To elucidate the role of axonal plasma membrane factors in the differentiation of Schwann cells, we investigated the effect of an axolemma-enriched fraction (AEF) isolated from myelinated CNS tissue on the expression of P0 glycoprotein, the major glycoprotein in peripheral myelin, in primary rat Schwann cells (PSC) isolated from sciatic nerve, as well as in a transfected rat Schwann cell line (TSC). AEF increased PO-mRNA levels in PSC and TSC in a concentration-dependent manner, producing a maximal induction of nearly twofold after 48 hr of treatment. A similar induction of P0 mRNA was elicited in TSC by the cAMP-activating agents 8-bromo-cAMP and forskolin, which have been shown to induce myelin proteins in PSC. In addition to inducing P0 mRNA, AEF and forskolin also increased the amount of P0 protein in TSC, as indicated by increased P0-immunoreactive staining.
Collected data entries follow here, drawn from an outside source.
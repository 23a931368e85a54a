// SPDX-FileCopyrightText: 2026 Bruno Meilick
// SPDX-License-Identifier: LicenseRef-Holocron-FreeUse-NoCopy-NoDerivatives
//
// All rights reserved.
//
// This file is part of Holocron and is proprietary software.
// Unauthorized copying, modification, or distribution is prohibited.

use std::fmt;
use std::str::FromStr;

use super::entity_ref::EntityRef;

/// The six fixed entity kinds of the catalog.
#[derive(Debug, Clone, Copy, PartialEq, Eq, Hash, PartialOrd, Ord)]
pub enum Category {
    Character,
    Film,
    Planet,
    Starship,
    Vehicle,
    Species,
}

/// Upstream path segment vocabulary, in tab order.
const PATH_SEGMENTS: [(&str, Category); 6] = [
    ("people", Category::Character),
    ("films", Category::Film),
    ("planets", Category::Planet),
    ("starships", Category::Starship),
    ("vehicles", Category::Vehicle),
    ("species", Category::Species),
];

impl Category {
    pub const ALL: [Category; 6] = [
        Category::Character,
        Category::Film,
        Category::Planet,
        Category::Starship,
        Category::Vehicle,
        Category::Species,
    ];

    /// Literal path segment used by the upstream API (`people`, `films`, ...).
    pub fn path_segment(self) -> &'static str {
        match self {
            Self::Character => "people",
            Self::Film => "films",
            Self::Planet => "planets",
            Self::Starship => "starships",
            Self::Vehicle => "vehicles",
            Self::Species => "species",
        }
    }

    pub fn from_path_segment(segment: &str) -> Option<Self> {
        PATH_SEGMENTS
            .iter()
            .find(|(candidate, _)| *candidate == segment)
            .map(|(_, category)| *category)
    }

    pub fn as_str(self) -> &'static str {
        match self {
            Self::Character => "character",
            Self::Film => "film",
            Self::Planet => "planet",
            Self::Starship => "starship",
            Self::Vehicle => "vehicle",
            Self::Species => "species",
        }
    }

    pub fn tab_label(self) -> &'static str {
        match self {
            Self::Character => "Characters",
            Self::Film => "Films",
            Self::Planet => "Planets",
            Self::Starship => "Starships",
            Self::Vehicle => "Vehicles",
            Self::Species => "Species",
        }
    }

    pub fn index(self) -> usize {
        match self {
            Self::Character => 0,
            Self::Film => 1,
            Self::Planet => 2,
            Self::Starship => 3,
            Self::Vehicle => 4,
            Self::Species => 5,
        }
    }

    pub fn next(self) -> Self {
        Self::ALL[(self.index() + 1) % Self::ALL.len()]
    }

    pub fn prev(self) -> Self {
        Self::ALL[(self.index() + Self::ALL.len() - 1) % Self::ALL.len()]
    }
}

impl fmt::Display for Category {
    fn fmt(&self, f: &mut fmt::Formatter<'_>) -> fmt::Result {
        f.write_str(self.as_str())
    }
}

/// Accepts the enum name, the tab label, or the upstream path segment (case-insensitive).
impl FromStr for Category {
    type Err = ParseCategoryError;

    fn from_str(s: &str) -> Result<Self, Self::Err> {
        let lower = s.trim().to_ascii_lowercase();
        if let Some(category) = Self::from_path_segment(&lower) {
            return Ok(category);
        }
        Self::ALL
            .into_iter()
            .find(|category| {
                category.as_str() == lower || category.tab_label().eq_ignore_ascii_case(&lower)
            })
            .ok_or_else(|| ParseCategoryError { value: s.to_owned() })
    }
}

#[derive(Debug, Clone, PartialEq, Eq)]
pub struct ParseCategoryError {
    value: String,
}

impl fmt::Display for ParseCategoryError {
    fn fmt(&self, f: &mut fmt::Formatter<'_>) -> fmt::Result {
        write!(f, "unknown category: {}", self.value)
    }
}

impl std::error::Error for ParseCategoryError {}

/// Category derived from a reference: a known [`Category`], or the raw path segment verbatim.
///
/// Unknown segments are not an error; they are carried as an opaque display label.
#[derive(Debug, Clone, PartialEq, Eq, Hash)]
pub enum CategoryLabel {
    Known(Category),
    Other(String),
}

impl CategoryLabel {
    pub fn known(&self) -> Option<Category> {
        match self {
            Self::Known(category) => Some(*category),
            Self::Other(_) => None,
        }
    }
}

impl fmt::Display for CategoryLabel {
    fn fmt(&self, f: &mut fmt::Formatter<'_>) -> fmt::Result {
        match self {
            Self::Known(category) => f.write_str(category.as_str()),
            Self::Other(raw) => f.write_str(raw),
        }
    }
}

impl From<Category> for CategoryLabel {
    fn from(value: Category) -> Self {
        Self::Known(value)
    }
}

/// Maps a reference to its category from the path alone; never touches the network.
pub fn resolve_category(reference: &EntityRef) -> CategoryLabel {
    let segment = reference.category_segment().unwrap_or_default();
    match Category::from_path_segment(segment) {
        Some(category) => CategoryLabel::Known(category),
        None => CategoryLabel::Other(segment.to_owned()),
    }
}

#[cfg(test)]
mod tests {
    use rstest::rstest;

    use super::{resolve_category, Category, CategoryLabel};
    use crate::model::EntityRef;

    fn reference(raw: &str) -> EntityRef {
        EntityRef::new(raw).expect("entity ref")
    }

    #[rstest]
    #[case("https://swapi.py4e.com/api/people/1/", Category::Character)]
    #[case("https://swapi.py4e.com/api/films/4/", Category::Film)]
    #[case("https://swapi.py4e.com/api/planets/8/", Category::Planet)]
    #[case("https://swapi.py4e.com/api/starships/9/", Category::Starship)]
    #[case("https://swapi.py4e.com/api/vehicles/4/", Category::Vehicle)]
    #[case("https://swapi.py4e.com/api/species/3/", Category::Species)]
    #[case("https://swapi.py4e.com/api/people/1", Category::Character)]
    fn resolves_upstream_vocabulary(#[case] raw: &str, #[case] expected: Category) {
        assert_eq!(resolve_category(&reference(raw)), CategoryLabel::Known(expected));
    }

    #[test]
    fn unknown_segment_is_returned_verbatim() {
        let label = resolve_category(&reference("https://swapi.py4e.com/api/droids/2/"));
        assert_eq!(label, CategoryLabel::Other("droids".to_owned()));
        assert_eq!(label.to_string(), "droids");
        assert_eq!(label.known(), None);
    }

    #[test]
    fn mapping_is_case_sensitive_like_upstream() {
        let label = resolve_category(&reference("https://swapi.py4e.com/api/People/1/"));
        assert_eq!(label, CategoryLabel::Other("People".to_owned()));
    }

    #[test]
    fn resolution_depends_only_on_the_path() {
        let raw = "https://swapi.py4e.com/api/starships/10/";
        let first = resolve_category(&reference(raw));
        let second = resolve_category(&reference(raw));
        assert_eq!(first, second);

        let other_host = resolve_category(&reference("http://mirror.example/api/starships/10/"));
        assert_eq!(first, other_host);
    }

    #[test]
    fn path_segments_round_trip() {
        for category in Category::ALL {
            assert_eq!(Category::from_path_segment(category.path_segment()), Some(category));
        }
    }

    #[rstest]
    #[case("characters", Category::Character)]
    #[case("Characters", Category::Character)]
    #[case("people", Category::Character)]
    #[case("character", Category::Character)]
    #[case("films", Category::Film)]
    #[case("SPECIES", Category::Species)]
    fn parses_tab_names(#[case] raw: &str, #[case] expected: Category) {
        assert_eq!(raw.parse::<Category>().expect("category"), expected);
    }

    #[test]
    fn rejects_unknown_tab_names() {
        let err = "droids".parse::<Category>().unwrap_err();
        assert_eq!(err.to_string(), "unknown category: droids");
    }

    #[test]
    fn tab_cycle_wraps() {
        assert_eq!(Category::Species.next(), Category::Character);
        assert_eq!(Category::Character.prev(), Category::Species);
    }
}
However, in TSC, axolemma caused no increase in expression of CAT linked to a P0 promoter while forskolin caused a marked increase in the expression from the P0 promoter. These results suggest that AEF, in contrast to forskolin, does not regulate P0-mRNA expression at the level of transcriptional activity. These in vitro systems may be useful for the study of axolemmal factors that induce Schwann cell differentiation.